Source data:
>>

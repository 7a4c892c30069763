//! Simulator-backed implementations of the host seams.
//!
//! A [`MockInstallation`] hands out [`SimSocket`]s over one shared simulator
//! and reports a single enabled site, so a host built against the seams talks
//! to the simulator without any other setup.

use std::io;

use livemock_core::{MockLivestatus, config::DEFAULT_SITE_MARKER};
use tracing::debug;

use crate::{
    sim_socket::SimSocket,
    transport::{ConnectionFactory, SiteConfig, SiteLookup, SiteMap},
};

/// Socket address reported for the simulated site.
pub const MOCK_SOCKET: &str = "unix:";

/// Connection factory and site lookup over one simulator.
#[derive(Debug, Clone)]
pub struct MockInstallation {
    mock: MockLivestatus,
}

impl MockInstallation {
    /// Install `mock` behind the seams.
    pub fn new(mock: MockLivestatus) -> Self {
        Self { mock }
    }

    /// The simulator, for declaring expectations and entering scopes.
    pub fn mock(&self) -> &MockLivestatus {
        &self.mock
    }
}

impl ConnectionFactory for MockInstallation {
    type Transport = SimSocket;

    fn create_transport(&self, site: &SiteConfig) -> io::Result<SimSocket> {
        debug!(socket = %site.socket, "simulated transport created");
        Ok(SimSocket::new(self.mock.clone()))
    }

    fn set_prepend_site(&self, prepend_site: bool) {
        self.mock.set_prepend_site(prepend_site);
    }
}

impl SiteLookup for MockInstallation {
    fn enabled_and_disabled_sites(&self) -> (SiteMap, SiteMap) {
        let enabled = SiteMap::from([(DEFAULT_SITE_MARKER.to_string(), SiteConfig {
            socket: MOCK_SOCKET.to_string(),
        })]);
        (enabled, SiteMap::new())
    }
}

/// Installation over a fresh simulator with default fixtures.
pub fn mock_livestatus() -> MockInstallation {
    MockInstallation::new(MockLivestatus::new())
}

#[cfg(test)]
mod tests {
    use super::*;
    use crate::transport::QueryTransport;

    #[test]
    fn one_enabled_site() {
        let (enabled, disabled) = mock_livestatus().enabled_and_disabled_sites();
        assert_eq!(enabled.len(), 1);
        assert_eq!(enabled["NO_SITE"].socket, "unix:");
        assert!(disabled.is_empty());
    }

    #[test]
    fn transports_share_the_simulator() {
        let installation = mock_livestatus();
        installation.mock().expect_query("GET hosts\nColumns: name").unwrap();

        let site = SiteConfig { socket: MOCK_SOCKET.to_string() };
        let mut first = installation.create_transport(&site).unwrap();
        let mut second = installation.create_transport(&site).unwrap();

        let scope = installation.mock().enter_with(false).unwrap();
        second.send(b"GET hosts\nColumns: name\n\n").unwrap();
        assert_eq!(&first.recv(16).unwrap()[..], b"200          28\n");
        scope.finish().unwrap();
    }
}
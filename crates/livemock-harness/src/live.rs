//! Minimal host client built on the transport seams.
//!
//! `LiveClient` does what a host application does with a query protocol
//! endpoint: pick the first enabled site, connect, send the status probe as
//! part of the connection bootstrap, then send queries and decode framed
//! responses. It only ever talks to the seams in [`crate::transport`], so
//! the same client runs against the simulator in tests.

use std::time::Duration;

use livemock_core::STATUS_QUERY;
use livemock_proto::{IntoQuery, ProtocolError, Response, ResponseFrame, Value, query::normalize};
use tracing::{debug, info};

use crate::{
    error::ClientError,
    transport::{ConnectionFactory, QueryTransport, SiteLookup},
};

/// Timeout used when none is configured.
pub const DEFAULT_TIMEOUT: Duration = Duration::from_secs(10);

/// Terminator appended to every query.
const TERMINATOR: &str = "\n\n";

/// Client options
#[derive(Debug, Clone, PartialEq, Eq)]
pub struct ClientOptions {
    /// Send the status probe right after connecting
    pub status_probe: bool,
    /// Timeout handed to the transport
    pub timeout: Option<Duration>,
    /// Ask the endpoint to prefix rows with the site name
    pub prepend_site: bool,
}

impl Default for ClientOptions {
    fn default() -> Self {
        Self { status_probe: true, timeout: Some(DEFAULT_TIMEOUT), prepend_site: false }
    }
}

/// Connection to one site.
#[derive(Debug)]
pub struct LiveClient<T: QueryTransport> {
    site: String,
    transport: T,
    /// Row returned by the status probe
    status: Option<Vec<Value>>,
}

impl<T: QueryTransport> LiveClient<T> {
    /// Connect to the first enabled site.
    ///
    /// # Errors
    ///
    /// - `ClientError::NoEnabledSite` if the lookup returns no enabled site
    /// - any error of the status probe when `options.status_probe` is set
    pub fn connect<F, S>(
        factory: &F,
        sites: &S,
        options: &ClientOptions,
    ) -> Result<Self, ClientError>
    where
        F: ConnectionFactory<Transport = T>,
        S: SiteLookup,
    {
        let (enabled, _disabled) = sites.enabled_and_disabled_sites();
        let (site, config) = enabled.into_iter().next().ok_or(ClientError::NoEnabledSite)?;

        let mut transport = factory.create_transport(&config)?;
        transport.set_timeout(options.timeout)?;
        transport.connect(&config.socket)?;
        factory.set_prepend_site(options.prepend_site);
        info!(%site, socket = %config.socket, "connected");

        let mut client = Self { site, transport, status: None };
        if options.status_probe {
            client.status = client.query(STATUS_QUERY)?.into_iter().next();
        }
        Ok(client)
    }

    /// Name of the connected site.
    pub fn site(&self) -> &str {
        &self.site
    }

    /// Row returned by the status probe: version, program version, program
    /// start, host count and service count.
    pub fn status(&self) -> Option<&[Value]> {
        self.status.as_deref()
    }

    /// Send a query and decode the response rows.
    pub fn query(&mut self, query: impl IntoQuery) -> Result<Response, ClientError> {
        let mut text = normalize(query);
        text.push_str(TERMINATOR);
        self.transport.send(text.as_bytes())?;

        let header = self.read_exact(ResponseFrame::HEADER_SIZE)?;
        let (status, length) = ResponseFrame::parse_header(&header)?;
        let body = String::from_utf8(self.read_exact(length)?)
            .map_err(|_| ProtocolError::InvalidUtf8)?;
        debug!(status, length, "response received");

        if status != ResponseFrame::STATUS_OK {
            return Err(ClientError::Status { code: status, body });
        }
        Ok(ResponseFrame { status, body }.rows()?)
    }

    /// First column of every row.
    pub fn query_column(&mut self, query: impl IntoQuery) -> Result<Vec<Value>, ClientError> {
        Ok(self.query(query)?.into_iter().filter_map(|row| row.into_iter().next()).collect())
    }

    /// First column of the first row.
    pub fn query_value(&mut self, query: impl IntoQuery) -> Result<Value, ClientError> {
        self.query_column(query)?.into_iter().next().ok_or(ClientError::EmptyResult)
    }

    /// The underlying transport.
    pub fn transport(&self) -> &T {
        &self.transport
    }

    fn read_exact(&mut self, expected: usize) -> Result<Vec<u8>, ClientError> {
        let mut buf = Vec::with_capacity(expected);
        while buf.len() < expected {
            let chunk = self.transport.recv(expected - buf.len())?;
            if chunk.is_empty() {
                return Err(ClientError::ConnectionClosed { expected, received: buf.len() });
            }
            buf.extend_from_slice(&chunk);
        }
        Ok(buf)
    }
}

<<

EXERCISE INSTRUCTIONS
Each entry above must be printed exactly as written.

SOLUTION FOR THIS TASK
repository 7a4c892c30069763
//! Simulator-backed implementations of the host seams.
//!
//! A [`MockInstallation`] hands out [`SimSocket`]s over one shared simulator
//! and reports a single enabled site, so a host built against the seams talks
//! to the simulator without any other setup.

use std::io;

use livemock_core::{MockLivestatus, config::DEFAULT_SITE_MARKER};
use tracing::debug;

use crate::{
    sim_socket::SimSocket,
    transport::{ConnectionFactory, SiteConfig, SiteLookup, SiteMap},
};

/// Socket address reported for the simulated site.
pub const MOCK_SOCKET: &str = "unix:";

/// Connection factory and site lookup over one simulator.
#[derive(Debug, Clone)]
pub struct MockInstallation {
    mock: MockLivestatus,
}

impl MockInstallation {
    /// Install `mock` behind the seams.
    pub fn new(mock: MockLivestatus) -> Self {
        Self { mock }
    }

    /// The simulator, for declaring expectations and entering scopes.
    pub fn mock(&self) -> &MockLivestatus {
        &self.mock
    }
}

impl ConnectionFactory for MockInstallation {
    type Transport = SimSocket;

    fn create_transport(&self, site: &SiteConfig) -> io::Result<SimSocket> {
        debug!(socket = %site.socket, "simulated transport created");
        Ok(SimSocket::new(self.mock.clone()))
    }

    fn set_prepend_site(&self, prepend_site: bool) {
        self.mock.set_prepend_site(prepend_site);
    }
}

impl SiteLookup for MockInstallation {
    fn enabled_and_disabled_sites(&self) -> (SiteMap, SiteMap) {
        let enabled = SiteMap::from([(DEFAULT_SITE_MARKER.to_string(), SiteConfig {
            socket: MOCK_SOCKET.to_string(),
        })]);
        (enabled, SiteMap::new())
    }
}

/// Installation over a fresh simulator with default fixtures.
pub fn mock_livestatus() -> MockInstallation {
    MockInstallation::new(MockLivestatus::new())
}

#[cfg(test)]
mod tests {
    use super::*;
    use crate::transport::QueryTransport;

    #[test]
    fn one_enabled_site() {
        let (enabled, disabled) = mock_livestatus().enabled_and_disabled_sites();
        assert_eq!(enabled.len(), 1);
        assert_eq!(enabled["NO_SITE"].socket, "unix:");
        assert!(disabled.is_empty());
    }

    #[test]
    fn transports_share_the_simulator() {
        let installation = mock_livestatus();
        installation.mock().expect_query("GET hosts\nColumns: name").unwrap();

        let site = SiteConfig { socket: MOCK_SOCKET.to_string() };
        let mut first = installation.create_transport(&site).unwrap();
        let mut second = installation.create_transport(&site).unwrap();

        let scope = installation.mock().enter_with(false).unwrap();
        second.send(b"GET hosts\nColumns: name\n\n").unwrap();
        assert_eq!(&first.recv(16).unwrap()[..], b"200          28\n");
        scope.finish().unwrap();
    }
}
filename crates/livemock-harness/src/live.rs
//! Minimal host client built on the transport seams.
//!
//! `LiveClient` does what a host application does with a query protocol
//! endpoint: pick the first enabled site, connect, send the status probe as
//! part of the connection bootstrap, then send queries and decode framed
//! responses. It only ever talks to the seams in [`crate::transport`], so
//! the same client runs against the simulator in tests.

use std::time::Duration;

use livemock_core::STATUS_QUERY;
use livemock_proto::{IntoQuery, ProtocolError, Response, ResponseFrame, Value, query::normalize};
use tracing::{debug, info};

use crate::{
    error::ClientError,
    transport::{ConnectionFactory, QueryTransport, SiteLookup},
};

/// Timeout used when none is configured.
pub const DEFAULT_TIMEOUT: Duration = Duration::from_secs(10);

/// Terminator appended to every query.
const TERMINATOR: &str = "\n\n";

/// Client options
#[derive(Debug, Clone, PartialEq, Eq)]
pub struct ClientOptions {
    /// Send the status probe right after connecting
    pub status_probe: bool,
    /// Timeout handed to the transport
    pub timeout: Option<Duration>,
    /// Ask the endpoint to prefix rows with the site name
    pub prepend_site: bool,
}

impl Default for ClientOptions {
    fn default() -> Self {
        Self { status_probe: true, timeout: Some(DEFAULT_TIMEOUT), prepend_site: false }
    }
}

/// Connection to one site.
#[derive(Debug)]
pub struct LiveClient<T: QueryTransport> {
    site: String,
    transport: T,
    /// Row returned by the status probe
    status: Option<Vec<Value>>,
}

impl<T: QueryTransport> LiveClient<T> {
    /// Connect to the first enabled site.
    ///
    /// # Errors
    ///
    /// - `ClientError::NoEnabledSite` if the lookup returns no enabled site
    /// - any error of the status probe when `options.status_probe` is set
    pub fn connect<F, S>(
        factory: &F,
        sites: &S,
        options: &ClientOptions,
    ) -> Result<Self, ClientError>
    where
        F: ConnectionFactory<Transport = T>,
        S: SiteLookup,
    {
        let (enabled, _disabled) = sites.enabled_and_disabled_sites();
        let (site, config) = enabled.into_iter().next().ok_or(ClientError::NoEnabledSite)?;

        let mut transport = factory.create_transport(&config)?;
        transport.set_timeout(options.timeout)?;
        transport.connect(&config.socket)?;
        factory.set_prepend_site(options.prepend_site);
        info!(%site, socket = %config.socket, "connected");

        let mut client = Self { site, transport, status: None };
        if options.status_probe {
            client.status = client.query(STATUS_QUERY)?.into_iter().next();
        }
        Ok(client)
    }

    /// Name of the connected site.
    pub fn site(&self) -> &str {
        &self.site
    }

    /// Row returned by the status probe: version, program version, program
    /// start, host count and service count.
    pub fn status(&self) -> Option<&[Value]> {
        self.status.as_deref()
    }

    /// Send a query and decode the response rows.
    pub fn query(&mut self, query: impl IntoQuery) -> Result<Response, ClientError> {
        let mut text = normalize(query);
        text.push_str(TERMINATOR);
        self.transport.send(text.as_bytes())?;

        let header = self.read_exact(ResponseFrame::HEADER_SIZE)?;
        let (status, length) = ResponseFrame::parse_header(&header)?;
        let body = String::from_utf8(self.read_exact(length)?)
            .map_err(|_| ProtocolError::InvalidUtf8)?;
        debug!(status, length, "response received");

        if status != ResponseFrame::STATUS_OK {
            return Err(ClientError::Status { code: status, body });
        }
        Ok(ResponseFrame { status, body }.rows()?)
    }

    /// First column of every row.
    pub fn query_column(&mut self, query: impl IntoQuery) -> Result<Vec<Value>, ClientError> {
        Ok(self.query(query)?.into_iter().filter_map(|row| row.into_iter().next()).collect())
    }

    /// First column of the first row.
    pub fn query_value(&mut self, query: impl IntoQuery) -> Result<Value, ClientError> {
        self.query_column(query)?.into_iter().next().ok_or(ClientError::EmptyResult)
    }

    /// The underlying transport.
    pub fn transport(&self) -> &T {
        &self.transport
    }

    fn read_exact(&mut self, expected: usize) -> Result<Vec<u8>, ClientError> {
        let mut buf = Vec::with_capacity(expected);
        while buf.len() < expected {
            let chunk = self.transport.recv(expected - buf.len())?;
            if chunk.is_empty() {
                return Err(ClientError::ConnectionClosed { expected, received: buf.len() });
            }
            buf.extend_from_slice(&chunk);
        }
        Ok(buf)
    }
}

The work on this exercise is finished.